Il y a eu les plans triennaux 1967-1969, quadriennaux 1970-1973 et 1974-1977 et quinquennaux 1980-1985, répondant aux différents impératifs industriel, social, agraire, culturel, scientifique, sportif, santé, enseignement…Enfin, pour la valorisation des hydrocarbures, il y a eu le plan Valhyd pour développer une industrie pétrolière et gazière. L’Algérie, nouvellement indépendante, pensait déjà à l’après-pétrole. Comme nous le verrons dans les lignes qui suivent.
La bataille du développement national était donc en marche. Y ont été associés les premiers cadres algériens en majorité autodidactes, mais qui ont su concevoir et développer une expérience profitable par laquelle ils ont été au-devant de la scène de l’Algérie future.
En effet, cette expérience a permis rapidement de faire fonctionner les institutions, les sites pétroliers, gaziers, miniers, les sociétés nationales pour rétablir l’économie et enfin les terres agricoles récupérées et prises en charge par nos paysans pour les exploiter. C’était une étape nouvelle qui s’annonçait pour cette génération après celle de la libération du pays.

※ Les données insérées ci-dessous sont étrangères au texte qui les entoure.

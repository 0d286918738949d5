use std::collections::{BTreeSet, HashMap};
use std::sync::atomic::{AtomicBool, Ordering};
use std::sync::Arc;
use std::thread::JoinHandle;
use std::time::Duration;

use parking_lot::{Condvar, Mutex};
use thiserror::Error;

use crate::common::types::{Rid, TableOid, TxnId};
use crate::transaction::concurrency::transaction::{
    IsolationLevel, Transaction, TransactionState,
};
use crate::transaction::concurrency::waits_for::WaitsFor;

/// How often the background detector scans the waits-for graph.
pub const DEADLOCK_DETECTION_INTERVAL: Duration = Duration::from_millis(50);

/// Multi-granularity lock modes.
#[derive(Debug, Clone, Copy, PartialEq, Eq, Hash)]
pub enum LockMode {
    IntentionShared,
    IntentionExclusive,
    Shared,
    SharedIntentionExclusive,
    Exclusive,
}

/// Why a lock call aborted its transaction.
#[derive(Error, Debug, Clone, Copy, PartialEq, Eq)]
pub enum AbortReason {
    #[error("lock requested while in the shrinking state")]
    LockOnShrinking,
    #[error("another transaction is already upgrading on this queue")]
    UpgradeConflict,
    #[error("requested lock upgrade is incompatible")]
    IncompatibleUpgrade,
    #[error("shared lock requested under read-uncommitted isolation")]
    LockSharedOnReadUncommitted,
    #[error("intention lock requested on a row")]
    AttemptedIntentionLockOnRow,
    #[error("row lock requested without an appropriate table lock")]
    TableLockNotPresent,
    #[error("unlock requested but no lock is held")]
    AttemptedUnlockButNoLockHeld,
    #[error("table unlocked before its row locks")]
    TableUnlockedBeforeUnlockingRows,
    #[error("chosen as deadlock victim")]
    Deadlock,
}

/// The "thrown" abort surfaced by lock calls. The transaction's state has
/// already been set to aborted when this is returned.
#[derive(Error, Debug, Clone, Copy, PartialEq, Eq)]
#[error("transaction {txn_id} aborted: {reason}")]
pub struct TransactionAbortError {
    pub txn_id: TxnId,
    pub reason: AbortReason,
}

/// One table- or row-lock request as it sits in its queue.
struct LockRequest {
    txn_id: TxnId,
    mode: LockMode,
    #[allow(dead_code)]
    oid: TableOid,
    #[allow(dead_code)]
    rid: Option<Rid>,
    granted: bool,
}

#[derive(Default)]
struct QueueInner {
    requests: Vec<LockRequest>,
    /// Transaction currently upgrading on this queue. While set, no other
    /// waiter may be granted.
    upgrading: Option<TxnId>,
}

#[derive(Default)]
struct LockRequestQueue {
    inner: Mutex<QueueInner>,
    cv: Condvar,
}
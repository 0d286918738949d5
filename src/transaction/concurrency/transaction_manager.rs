use std::collections::HashMap;
use std::sync::atomic::{AtomicU32, Ordering};
use std::sync::Arc;

use parking_lot::Mutex;

use crate::common::types::TxnId;
use crate::transaction::concurrency::lock_manager::LockManager;
use crate::transaction::concurrency::transaction::{
    IsolationLevel, Transaction, TransactionError,
};
use crate::transaction::wal::log_manager::LogManager;

/// Creates and tracks transactions, and releases their locks when they
/// finish.
pub struct TransactionManager {
    next_txn_id: AtomicU32,
    log_manager: Arc<LogManager>,
    lock_manager: Arc<LockManager>,
    active_transactions: Mutex<HashMap<TxnId, Arc<Transaction>>>,
}

impl TransactionManager {
    pub fn new(log_manager: Arc<LogManager>, lock_manager: Arc<LockManager>) -> Self {
        Self {
            next_txn_id: AtomicU32::new(1),
            log_manager,
            lock_manager,
            active_transactions: Mutex::new(HashMap::new()),
        }
    }

    /// Begin a new transaction at the given isolation level.
    pub fn begin(&self, isolation_level: IsolationLevel) -> Arc<Transaction> {
        let txn_id = self.next_txn_id.fetch_add(1, Ordering::SeqCst);
        let txn = Arc::new(Transaction::new(
            txn_id,
            self.log_manager.clone(),
            isolation_level,
        ));
        txn.begin();
        self.active_transactions.lock().insert(txn_id, txn.clone());
        txn
    }

    /// Commit: write the commit record, then release every held lock.
    pub fn commit(&self, txn: &Arc<Transaction>) -> Result<(), TransactionError> {
        txn.commit()?;
        self.lock_manager.release_all_locks(txn);
        self.active_transactions.lock().remove(&txn.id());
        Ok(())
    }

    /// Abort: write the abort record, then release every held lock. Also
    /// the path for cleaning up a deadlock victim.
    pub fn abort(&self, txn: &Arc<Transaction>) -> Result<(), TransactionError> {
        txn.abort()?;
        self.lock_manager.release_all_locks(txn);
        self.active_transactions.lock().remove(&txn.id());
        Ok(())
    }

    pub fn get_transaction(&self, txn_id: TxnId) -> Option<Arc<Transaction>> {
        self.active_transactions.lock().get(&txn_id).cloned()
    }

    pub fn active_transaction_ids(&self) -> Vec<TxnId> {
        self.active_transactions.lock().keys().copied().collect()
    }
}

#[cfg(test)]
mod tests {
    use super::*;
    use crate::transaction::concurrency::transaction::TransactionState;

    fn test_manager() -> TransactionManager {
        TransactionManager::new(Arc::new(LogManager::new()), Arc::new(LockManager::new()))
    }

    #[test]
    fn test_begin_assigns_monotonic_ids() {
        let manager = test_manager();
        let t1 = manager.begin(IsolationLevel::RepeatableRead);
        let t2 = manager.begin(IsolationLevel::ReadCommitted);
        assert!(t2.id() > t1.id());
        assert_eq!(manager.active_transaction_ids().len(), 2);
    }

    #[test]
    fn test_commit_removes_from_active_set() {
        let manager = test_manager();
        let txn = manager.begin(IsolationLevel::RepeatableRead);
        manager.commit(&txn).unwrap();
        assert_eq!(txn.state(), TransactionState::Committed);
        assert!(manager.get_transaction(txn.id()).is_none());
    }

    #[test]
    fn test_double_commit_fails() {
        let manager = test_manager();
        let txn = manager.begin(IsolationLevel::ReadCommitted);
        manager.commit(&txn).unwrap();
        assert!(manager.commit(&txn).is_err());
    }
}
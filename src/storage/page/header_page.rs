use byteorder::{ByteOrder, LittleEndian};

use crate::common::types::{PageId, PAGE_SIZE};

/// The header page always lives at page id 0.
pub const HEADER_PAGE_ID: PageId = 0;

const RECORD_COUNT_OFFSET: usize = 0;
const RECORDS_OFFSET: usize = 4;
const NAME_LEN: usize = 32;
const RECORD_SIZE: usize = NAME_LEN + 4;
const MAX_RECORDS: usize = (PAGE_SIZE - RECORDS_OFFSET) / RECORD_SIZE;

/// View over the database header page, which stores one
/// `(index_name, root_page_id)` record per index. A freshly zeroed page is
/// a valid empty header.
pub struct HeaderPage<'a> {
    data: &'a mut [u8],
}

impl<'a> HeaderPage<'a> {
    pub fn new(data: &'a mut [u8]) -> Self {
        debug_assert_eq!(data.len(), PAGE_SIZE);
        Self { data }
    }

    pub fn record_count(&self) -> usize {
        LittleEndian::read_u32(&self.data[RECORD_COUNT_OFFSET..]) as usize
    }

    fn set_record_count(&mut self, count: usize) {
        LittleEndian::write_u32(&mut self.data[RECORD_COUNT_OFFSET..], count as u32);
    }

    fn record_offset(index: usize) -> usize {
        RECORDS_OFFSET + index * RECORD_SIZE
    }

    fn name_at(&self, index: usize) -> &[u8] {
        let off = Self::record_offset(index);
        let name = &self.data[off..off + NAME_LEN];
        let end = name.iter().position(|&b| b == 0).unwrap_or(NAME_LEN);
        &name[..end]
    }

    fn find(&self, name: &str) -> Option<usize> {
        (0..self.record_count()).find(|&i| self.name_at(i) == name.as_bytes())
    }

    /// Root page id recorded for `name`.
    pub fn get_record(&self, name: &str) -> Option<PageId> {
        let i = self.find(name)?;
        let off = Self::record_offset(i) + NAME_LEN;
        Some(LittleEndian::read_u32(&self.data[off..]))
    }

    /// Add a record for a new index. Returns false when the name is already
    /// present or the page is out of record slots.
    pub fn insert_record(&mut self, name: &str, root_page_id: PageId) -> bool {
        assert!(
            name.len() <= NAME_LEN,
            "index name longer than {NAME_LEN} bytes"
        );
        let count = self.record_count();
        if count >= MAX_RECORDS || self.find(name).is_some() {
            return false;
        }
        let off = Self::record_offset(count);
        self.data[off..off + NAME_LEN].fill(0);
        self.data[off..off + name.len()].copy_from_slice(name.as_bytes());
        LittleEndian::write_u32(&mut self.data[off + NAME_LEN..], root_page_id);
        self.set_record_count(count + 1);
        true
    }

    /// Update an existing record's root page id. Returns false when the
    /// name is unknown.
    pub fn update_record(&mut self, name: &str, root_page_id: PageId) -> bool {
        let Some(i) = self.find(name) else {
            return false;
        };
        let off = Self::record_offset(i) + NAME_LEN;
        LittleEndian::write_u32(&mut self.data[off..], root_page_id);
        true
    }
}

#[cfg(test)]
mod tests {
    use super::*;

    #[test]
    fn test_empty_page_has_no_records() {
        let mut data = [0u8; PAGE_SIZE];
        let header = HeaderPage::new(&mut data);
        assert_eq!(header.record_count(), 0);
        assert_eq!(header.get_record("idx"), None);
    }

    #[test]
    fn test_insert_get_update() {
        let mut data = [0u8; PAGE_SIZE];
        let mut header = HeaderPage::new(&mut data);

        assert!(header.insert_record("orders_pk", 7));
        assert!(header.insert_record("users_pk", 9));
        assert_eq!(header.get_record("orders_pk"), Some(7));
        assert_eq!(header.get_record("users_pk"), Some(9));

        assert!(header.update_record("orders_pk", 12));
        assert_eq!(header.get_record("orders_pk"), Some(12));

        assert!(!header.insert_record("orders_pk", 1));
        assert!(!header.update_record("missing", 1));
        assert_eq!(header.record_count(), 2);
    }
}
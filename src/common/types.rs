use std::sync::Arc;

use parking_lot::RwLock;

/// Page size in bytes (4KB)
pub const PAGE_SIZE: usize = 4096;

/// Page ID type
pub type PageId = u32;

/// Sentinel for "no page". Page id 0 is the index header page, so the
/// sentinel lives at the top of the id space.
pub const INVALID_PAGE_ID: PageId = PageId::MAX;

/// Buffer pool frame ID type
pub type FrameId = u32;

/// Transaction ID type
pub type TxnId = u32;

/// Table object ID type
pub type TableOid = u32;

/// LSN (Log Sequence Number) type
pub type Lsn = u64;

/// Record ID - names a tuple by the page it lives on and its slot there
#[derive(Debug, Clone, Copy, PartialEq, Eq, Hash, PartialOrd, Ord)]
pub struct Rid {
    pub page_id: PageId,
    pub slot_num: u32,
}

impl Rid {
    pub fn new(page_id: PageId, slot_num: u32) -> Self {
        Self { page_id, slot_num }
    }
}

impl std::fmt::Display for Rid {
    fn fmt(&self, f: &mut std::fmt::Formatter<'_>) -> std::fmt::Result {
        write!(f, "{}:{}", self.page_id, self.slot_num)
    }
}

/// Page structure. The surrounding `RwLock` is the page latch; it guards the
/// data independently of the buffer pool's own mutex, so callers may read and
/// write page contents while pinned without holding up the pool.
#[derive(Debug, Clone)]
pub struct Page {
    pub data: [u8; PAGE_SIZE],
    pub page_id: PageId,
    pub lsn: Lsn,
}

impl Page {
    pub fn new(page_id: PageId) -> Self {
        Self {
            data: [0; PAGE_SIZE],
            page_id,
            lsn: 0,
        }
    }

    /// Zero the page contents and reset metadata.
    pub fn reset(&mut self) {
        self.data = [0; PAGE_SIZE];
        self.page_id = INVALID_PAGE_ID;
        self.lsn = 0;
    }
}

/// Smart pointer to a latched page
pub type PagePtr = Arc<RwLock<Page>>;
use thiserror::Error;

use crate::storage::buffer::BufferPoolError;

#[derive(Error, Debug)]
pub enum BTreeError {
    #[error("Header page has no room for another index record")]
    HeaderFull,

    #[error("Buffer pool error: {0}")]
    BufferPoolError(#[from] BufferPoolError),
}
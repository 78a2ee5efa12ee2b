//! Main application configuration
//!
//! This module defines the top-level configuration of the strength-estimator
//! binary: TOML file loading, environment variable overrides and validation.

use crate::config::rating::EstimatorConfig;
use crate::error::EstimatorError;
use crate::rating::scale::{Converter, DEFAULT_VOLATILITY};
use anyhow::{anyhow, Context, Result};
use serde::{Deserialize, Serialize};
use std::env;
use std::path::Path;

/// Main application configuration
#[derive(Debug, Clone, Default, PartialEq, Serialize, Deserialize)]
#[serde(default)]
pub struct AppConfig {
    pub service: ServiceSettings,
    pub scale: ScaleSettings,
    pub estimator: EstimatorConfig,
}

/// Service-level settings
#[derive(Debug, Clone, PartialEq, Serialize, Deserialize)]
#[serde(default)]
pub struct ServiceSettings {
    /// Name used in log output
    pub name: String,
    /// Log level (trace, debug, info, warn, error)
    pub log_level: String,
}

/// Rating scale settings
#[derive(Debug, Clone, PartialEq, Serialize, Deserialize)]
#[serde(default)]
pub struct ScaleSettings {
    /// Anchor rating/deviation/factor for scale conversion
    #[serde(flatten)]
    pub converter: Converter,
    /// Volatility assigned to unrated players
    pub default_volatility: f64,
}

impl Default for ServiceSettings {
    fn default() -> Self {
        Self {
            name: "strength-estimator".to_string(),
            log_level: "info".to_string(),
        }
    }
}

impl Default for ScaleSettings {
    fn default() -> Self {
        Self {
            converter: Converter::default(),
            default_volatility: DEFAULT_VOLATILITY,
        }
    }
}

fn parse_env<T: std::str::FromStr>(name: &str) -> Result<Option<T>> {
    match env::var(name) {
        Ok(value) => value
            .parse()
            .map(Some)
            .map_err(|_| anyhow!("Invalid {} value: {}", name, value)),
        Err(_) => Ok(None),
    }
}

impl AppConfig {
    /// Load configuration from environment variables with fallback to defaults
    pub fn from_env() -> Result<Self> {
        let mut config = Self::default();
        config.apply_env()?;
        validate_config(&config)?;
        Ok(config)
    }

    /// Load configuration from a TOML file; environment variables still
    /// override individual values
    pub fn from_file(path: &Path) -> Result<Self> {
        let contents = std::fs::read_to_string(path)
            .with_context(|| format!("Failed to read config file {}", path.display()))?;
        let mut config: Self = toml::from_str(&contents)
            .with_context(|| format!("Failed to parse config file {}", path.display()))?;

        config.apply_env()?;
        validate_config(&config)?;
        Ok(config)
    }

    fn apply_env(&mut self) -> Result<()> {
        // Service settings
        if let Ok(name) = env::var("SERVICE_NAME") {
            self.service.name = name;
        }
        if let Ok(log_level) = env::var("LOG_LEVEL") {
            self.service.log_level = log_level;
        }

        // Scale settings
        if let Some(rating) = parse_env("SCALE_RATING")? {
            self.scale.converter.rating = rating;
        }
        if let Some(deviation) = parse_env("SCALE_DEVIATION")? {
            self.scale.converter.deviation = deviation;
        }
        if let Some(factor) = parse_env("SCALE_FACTOR")? {
            self.scale.converter.factor = factor;
        }
        if let Some(volatility) = parse_env("DEFAULT_VOLATILITY")? {
            self.scale.default_volatility = volatility;
        }

        // Estimator settings
        if let Some(tau) = parse_env("ESTIMATOR_TAU")? {
            self.estimator.tau = tau;
        }
        if let Some(epsilon) = parse_env("ESTIMATOR_EPSILON")? {
            self.estimator.epsilon = epsilon;
        }
        if let Some(period) = parse_env("ESTIMATOR_PERIOD_SECONDS")? {
            self.estimator.period_seconds = period;
        }

        Ok(())
    }
}

/// Validate configuration values
pub fn validate_config(config: &AppConfig) -> Result<()> {
    // Validate log level
    match config.service.log_level.to_lowercase().as_str() {
        "trace" | "debug" | "info" | "warn" | "error" => {}
        _ => {
            return Err(EstimatorError::ConfigurationError {
                message: format!("Invalid log level: {}", config.service.log_level),
            }
            .into())
        }
    }

    config.scale.converter.validate()?;

    if !(config.scale.default_volatility > 0.0) {
        return Err(EstimatorError::ConfigurationError {
            message: "Default volatility must be positive".to_string(),
        }
        .into());
    }

    config.estimator.validate()
}
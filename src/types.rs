//! Common types used throughout the strength estimator
//!
//! Values named `mu`, `phi` and `sigma` live on the internal Glicko-2 scale.
//! [`Rating`] is the human-facing counterpart used at the edges.

use serde::{Deserialize, Serialize};

/// A player's strength estimate on the internal scale.
///
/// Owned by the caller and mutated in place by the estimator, once per update.
#[derive(Debug, Clone, Copy, PartialEq, Serialize, Deserialize)]
pub struct Strength {
    /// Strength estimate
    pub mu: f64,
    /// Uncertainty (one standard deviation around `mu`)
    pub phi: f64,
    /// Volatility, the expected fluctuation of `mu` over time
    pub sigma: f64,
}

impl Strength {
    pub fn new(mu: f64, phi: f64, sigma: f64) -> Self {
        Self { mu, phi, sigma }
    }
}

/// Result of a single game from the acting player's point of view
#[derive(Debug, Clone, Copy, PartialEq, Eq, Hash, Serialize, Deserialize)]
pub enum MatchResult {
    Win,
    Draw,
    Loss,
}

impl MatchResult {
    /// Score awarded for this result
    pub fn score(self) -> f64 {
        match self {
            MatchResult::Win => 1.0,
            MatchResult::Draw => 0.5,
            MatchResult::Loss => 0.0,
        }
    }
}

impl std::fmt::Display for MatchResult {
    fn fmt(&self, f: &mut std::fmt::Formatter<'_>) -> std::fmt::Result {
        match self {
            MatchResult::Win => write!(f, "Win"),
            MatchResult::Draw => write!(f, "Draw"),
            MatchResult::Loss => write!(f, "Loss"),
        }
    }
}

/// A single game against an opponent, already converted to the internal scale
#[derive(Debug, Clone, Copy, PartialEq, Serialize, Deserialize)]
pub struct Outcome {
    pub opponent_mu: f64,
    pub opponent_phi: f64,
    /// 0 for a loss, 0.5 for a draw, 1 for a win. Fractional results in
    /// between are accepted as-is.
    pub score: f64,
}

impl Outcome {
    pub fn new(opponent_mu: f64, opponent_phi: f64, score: f64) -> Self {
        Self {
            opponent_mu,
            opponent_phi,
            score,
        }
    }

    /// Create an outcome from a discrete game result
    pub fn from_result(opponent_mu: f64, opponent_phi: f64, result: MatchResult) -> Self {
        Self::new(opponent_mu, opponent_phi, result.score())
    }
}

/// Rating information on the human-facing ("Elo-style") scale
#[derive(Debug, Clone, Copy, PartialEq, Serialize, Deserialize)]
pub struct Rating {
    pub rating: f64,
    pub deviation: f64,
    pub volatility: f64,
}

impl Default for Rating {
    fn default() -> Self {
        Self {
            rating: crate::rating::scale::DEFAULT_RATING,
            deviation: crate::rating::scale::DEFAULT_DEVIATION,
            volatility: crate::rating::scale::DEFAULT_VOLATILITY,
        }
    }
}

impl std::fmt::Display for Rating {
    fn fmt(&self, f: &mut std::fmt::Formatter<'_>) -> std::fmt::Result {
        write!(
            f,
            "{:.2} ± {:.2} (volatility {:.5})",
            self.rating, self.deviation, self.volatility
        )
    }
}
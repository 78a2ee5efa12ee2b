//! Integration tests for the strength estimator
//!
//! These tests pin the estimator to known results:
//! - Glickman's worked example, batched and sequential
//! - The reference deployment's recorded output
//! - An independent Glicko-2 implementation
//! - Replaying a match log end to end

mod fixtures;

use approx::assert_relative_eq;
use strength_estimator::config::EstimatorConfig;
use strength_estimator::rating::{Converter, Estimator};
use strength_estimator::replay::{replay_batch, replay_sequential, MatchLog};
use strength_estimator::types::{Outcome, Rating};

use fixtures::{
    reference_estimator, reference_outcomes, reference_start, unbounded_estimator,
    REFERENCE_GAMES,
};

#[test]
fn test_batch_reproduces_glickman_example() {
    let estimator = reference_estimator(0.5);
    let mut strength = reference_start();

    estimator
        .estimate_batch(&mut strength, &reference_outcomes(), 1.0)
        .unwrap();

    assert_relative_eq!(strength.mu, -0.20694096667525494, max_relative = 1e-6);
    assert_relative_eq!(strength.phi, 0.8721991881307343, max_relative = 1e-6);
    assert_relative_eq!(strength.sigma, 0.059995984286488495, max_relative = 1e-6);

    let rating = Converter::default().to_rating(&strength);
    assert_relative_eq!(rating.rating, 1464.05, epsilon = 0.01);
    assert_relative_eq!(rating.deviation, 151.52, epsilon = 0.01);
    assert_relative_eq!(rating.volatility, 0.05999, epsilon = 1e-5);
}

#[test]
fn test_batch_matches_recorded_deployment_output() {
    // Default configuration: tau 0.75, bounds 10..5000 / 50..350 / 0.04..0.08
    let estimator = Estimator::new(EstimatorConfig::default()).unwrap();
    let mut strength = reference_start();

    estimator
        .estimate_batch(&mut strength, &reference_outcomes(), 1.0)
        .unwrap();

    assert_relative_eq!(strength.mu, -0.20694100961988987, max_relative = 1e-6);
    assert_relative_eq!(strength.phi, 0.8721992786306347, max_relative = 1e-6);
    // The recorded volatility is 0.06 after rounding; the solved value sits
    // slightly below it, inside the solver tolerance.
    assert_relative_eq!(strength.sigma, 0.05999096598469106, max_relative = 1e-6);
    assert_relative_eq!(strength.sigma, 0.06, epsilon = 1e-5);
}

#[test]
fn test_sequential_reproduces_reference() {
    let estimator = reference_estimator(0.5);
    let mut strength = reference_start();

    for outcome in reference_outcomes() {
        estimator.estimate(&mut strength, &outcome, 1.0).unwrap();
    }

    assert_relative_eq!(strength.mu, -0.20845087786153538, max_relative = 1e-6);
    assert_relative_eq!(strength.phi, 0.8742524550670124, max_relative = 1e-6);
    assert_relative_eq!(strength.sigma, 0.059997514049860735, max_relative = 1e-6);

    let rating = Converter::default().to_rating(&strength);
    assert_relative_eq!(rating.rating, 1463.79, epsilon = 0.01);
}

#[test]
fn test_batch_weighs_every_game_against_pre_update_mu() {
    let estimator = reference_estimator(0.5);
    let outcomes = reference_outcomes();

    let mut batched = reference_start();
    estimator.estimate_batch(&mut batched, &outcomes, 1.0).unwrap();

    let mut sequential = reference_start();
    for outcome in &outcomes {
        estimator.estimate(&mut sequential, outcome, 1.0).unwrap();
    }

    // Close, but the two modes are genuinely different updates
    assert_relative_eq!(batched.mu, sequential.mu, max_relative = 0.05);
    assert_ne!(batched.mu, sequential.mu);
}

#[test]
fn test_single_game_batch_equals_estimate() {
    let estimator = reference_estimator(0.75);
    let outcome = reference_outcomes()[1];

    let mut single = reference_start();
    estimator.estimate(&mut single, &outcome, 0.3).unwrap();

    let mut batch = reference_start();
    estimator.estimate_batch(&mut batch, &[outcome], 0.3).unwrap();

    assert_eq!(single, batch);
}

#[test]
fn test_matches_independent_glicko2_implementation() {
    use skillratings::glicko2::{glicko2, Glicko2Config, Glicko2Rating};
    use skillratings::Outcomes;

    let converter = Converter::default();
    let estimator = unbounded_estimator(0.5);

    let player = Rating {
        rating: 1500.0,
        deviation: 200.0,
        volatility: 0.06,
    };
    let opponent = Rating {
        rating: 1400.0,
        deviation: 30.0,
        volatility: 0.06,
    };

    let mut strength = converter.to_strength(&player);
    estimator
        .estimate(&mut strength, &converter.outcome(&opponent, 1.0), 1.0)
        .unwrap();
    let ours = converter.to_rating(&strength);

    let config = Glicko2Config {
        tau: 0.5,
        convergence_tolerance: 0.000_001,
    };
    let (theirs, _) = glicko2(
        &Glicko2Rating {
            rating: player.rating,
            deviation: player.deviation,
            volatility: player.volatility,
        },
        &Glicko2Rating {
            rating: opponent.rating,
            deviation: opponent.deviation,
            volatility: opponent.volatility,
        },
        &Outcomes::WIN,
        &config,
    );

    assert_relative_eq!(ours.rating, theirs.rating, max_relative = 1e-6);
    assert_relative_eq!(ours.deviation, theirs.deviation, max_relative = 1e-6);
    assert_relative_eq!(ours.volatility, theirs.volatility, max_relative = 1e-6);
}

#[test]
fn test_clamping_applies_after_update() {
    let converter = Converter::default();
    let mut config = EstimatorConfig::default();
    config.bounds.max_mu = converter.rating_to_mu(1510.0);
    let estimator = Estimator::new(config).unwrap();

    let mut strength = reference_start();
    let win = Outcome::new(converter.rating_to_mu(1500.0), converter.deviation_to_phi(50.0), 1.0);
    estimator.estimate(&mut strength, &win, 1.0).unwrap();

    assert_eq!(strength.mu, estimator.bounds().max_mu);
    // phi still follows the unclamped update
    assert!(strength.phi < reference_start().phi);
}

#[test]
fn test_irregular_intervals_grow_uncertainty() {
    let estimator = unbounded_estimator(0.5);
    let outcome = reference_outcomes()[0];

    let mut soon = reference_start();
    estimator.estimate(&mut soon, &outcome, 0.1).unwrap();

    let mut late = reference_start();
    estimator.estimate(&mut late, &outcome, 4.0).unwrap();

    assert!(late.phi > soon.phi);
    // More uncertainty means the same win moves mu further
    assert!(late.mu > soon.mu);
}

#[test]
fn test_replay_match_log_end_to_end() {
    let games: Vec<String> = REFERENCE_GAMES
        .iter()
        .map(|(rating, deviation, score)| {
            format!(
                r#"{{ "opponent": {{ "rating": {}, "deviation": {}, "volatility": 0.06 }}, "score": {} }}"#,
                rating, deviation, score
            )
        })
        .collect();
    let json = format!(
        r#"{{ "player": {{ "rating": 1500.0, "deviation": 200.0, "volatility": 0.06 }}, "games": [{}] }}"#,
        games.join(",")
    );

    let log = MatchLog::from_json(&json).unwrap();
    let estimator = reference_estimator(0.5);
    let converter = Converter::default();

    let batch = replay_batch(&estimator, &converter, &log, 1.0).unwrap();
    assert_relative_eq!(batch.final_rating.rating, 1464.05, epsilon = 0.01);
    assert_relative_eq!(batch.final_rating.deviation, 151.52, epsilon = 0.01);

    let sequential = replay_sequential(&estimator, &converter, &log).unwrap();
    assert_eq!(sequential.history.len(), 3);
    assert_relative_eq!(sequential.final_rating.rating, 1463.79, epsilon = 0.01);
}
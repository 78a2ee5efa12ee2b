//! Error types for the strength estimator
//!
//! The numerical core has no recoverable errors apart from a runaway volatility
//! search. Everything else here guards configuration and input parsing.

/// Result type alias for convenience
pub type Result<T> = anyhow::Result<T>;

/// Custom error types for specific estimation scenarios
#[derive(Debug, Clone, PartialEq, thiserror::Error)]
pub enum EstimatorError {
    #[error("Configuration error: {message}")]
    ConfigurationError { message: String },

    #[error("Volatility bracket search exhausted after {steps} steps (tau = {tau})")]
    BracketSearchExhausted { steps: u32, tau: f64 },

    #[error("Volatility solver did not converge after {iterations} iterations (gap = {gap})")]
    SolverDidNotConverge { iterations: u32, gap: f64 },

    #[error("Invalid outcome: {reason}")]
    InvalidOutcome { reason: String },
}
//! Strength Estimator - incremental Glicko-2 rating updates
//!
//! This crate updates a player's (strength, uncertainty, volatility) estimate
//! after every game instead of once per fixed rating period. Elapsed time
//! between updates is expressed as a fraction of a nominal period.

pub mod config;
pub mod error;
pub mod rating;
pub mod replay;
pub mod types;

// Re-export commonly used types and traits
pub use error::{EstimatorError, Result};
pub use types::*;

// Re-export key components
pub use config::{Bounds, EstimatorConfig};
pub use rating::{weigh, Converter, Estimator, Evidence};

/// Library version
pub const VERSION: &str = env!("CARGO_PKG_VERSION");
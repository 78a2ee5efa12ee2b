//! Configuration management for the strength estimator
//!
//! This module handles configuration loading from TOML files and environment
//! variables, validation, and default values.

pub mod app;
pub mod rating;

// Re-export commonly used types
pub use app::{validate_config, AppConfig, ScaleSettings, ServiceSettings};
pub use rating::{Bounds, EstimatorConfig};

C’était la grande époque de l’industrialisation du pays d’une riche expérience au sein de Sonatrach où le temps passant, les entreprises se créaient et grandissaient, la croissance augmentait ainsi que l’offre. Des centres de formation , de centres médico-sociaux, des cantines se créaient au sein de chaque entreprise, les prix diminuaient et on parlait très peu de corruption, de fuite de cadres, de cerveaux ou de capitaux, de liquidation d’entreprises, de compression d’effectifs, de salaires impayés, de conflits sociaux…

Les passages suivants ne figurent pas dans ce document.